== Segment start ==
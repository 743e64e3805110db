use proptest::prelude::*;

fn alphabet_char() -> impl Strategy<Value = char> {
    prop_oneof![
        proptest::char::range('a', 'z'),
        proptest::char::range('A', 'Z'),
        proptest::char::range('0', '9'),
        proptest::sample::select(vec!['!', '"', '#', '€', '%', '&', '/', '(', ')', '=']),
    ]
}

fn alphabet_string(max_chars: usize) -> impl Strategy<Value = String> {
    proptest::collection::vec(alphabet_char(), 0..=max_chars)
        .prop_map(|chars| chars.into_iter().collect())
}

proptest! {
    #![proptest_config(ProptestConfig::with_cases(64))]

    #[test]
    fn roundtrip_restores_the_original(input in alphabet_string(1000)) {
        let encoded = padrot::encode(&input).unwrap();
        prop_assert_eq!(encoded.chars().count(), input.chars().count());
        prop_assert_eq!(padrot::decode(&encoded).unwrap(), input);
    }

    #[test]
    fn output_stays_inside_the_alphabet(input in alphabet_string(200)) {
        let encoded = padrot::encode(&input).unwrap();
        for c in encoded.chars() {
            prop_assert!(padrot::alphabet::is_allowed(c), "output char {:?} outside alphabet", c);
        }
    }
}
== Segment end ==
-- What to produce --
Once you have read the entries, write them out again without altering a single character.

-- Output below --
repository 743e64e3805110db
use proptest::prelude::*;

fn alphabet_char() -> impl Strategy<Value = char> {
    prop_oneof![
        proptest::char::range('a', 'z'),
        proptest::char::range('A', 'Z'),
        proptest::char::range('0', '9'),
        proptest::sample::select(vec!['!', '"', '#', '€', '%', '&', '/', '(', ')', '=']),
    ]
}

fn alphabet_string(max_chars: usize) -> impl Strategy<Value = String> {
    proptest::collection::vec(alphabet_char(), 0..=max_chars)
        .prop_map(|chars| chars.into_iter().collect())
}

proptest! {
    #![proptest_config(ProptestConfig::with_cases(64))]

    #[test]
    fn roundtrip_restores_the_original(input in alphabet_string(1000)) {
        let encoded = padrot::encode(&input).unwrap();
        prop_assert_eq!(encoded.chars().count(), input.chars().count());
        prop_assert_eq!(padrot::decode(&encoded).unwrap(), input);
    }

    #[test]
    fn output_stays_inside_the_alphabet(input in alphabet_string(200)) {
        let encoded = padrot::encode(&input).unwrap();
        for c in encoded.chars() {
            prop_assert!(padrot::alphabet::is_allowed(c), "output char {:?} outside alphabet", c);
        }
    }
}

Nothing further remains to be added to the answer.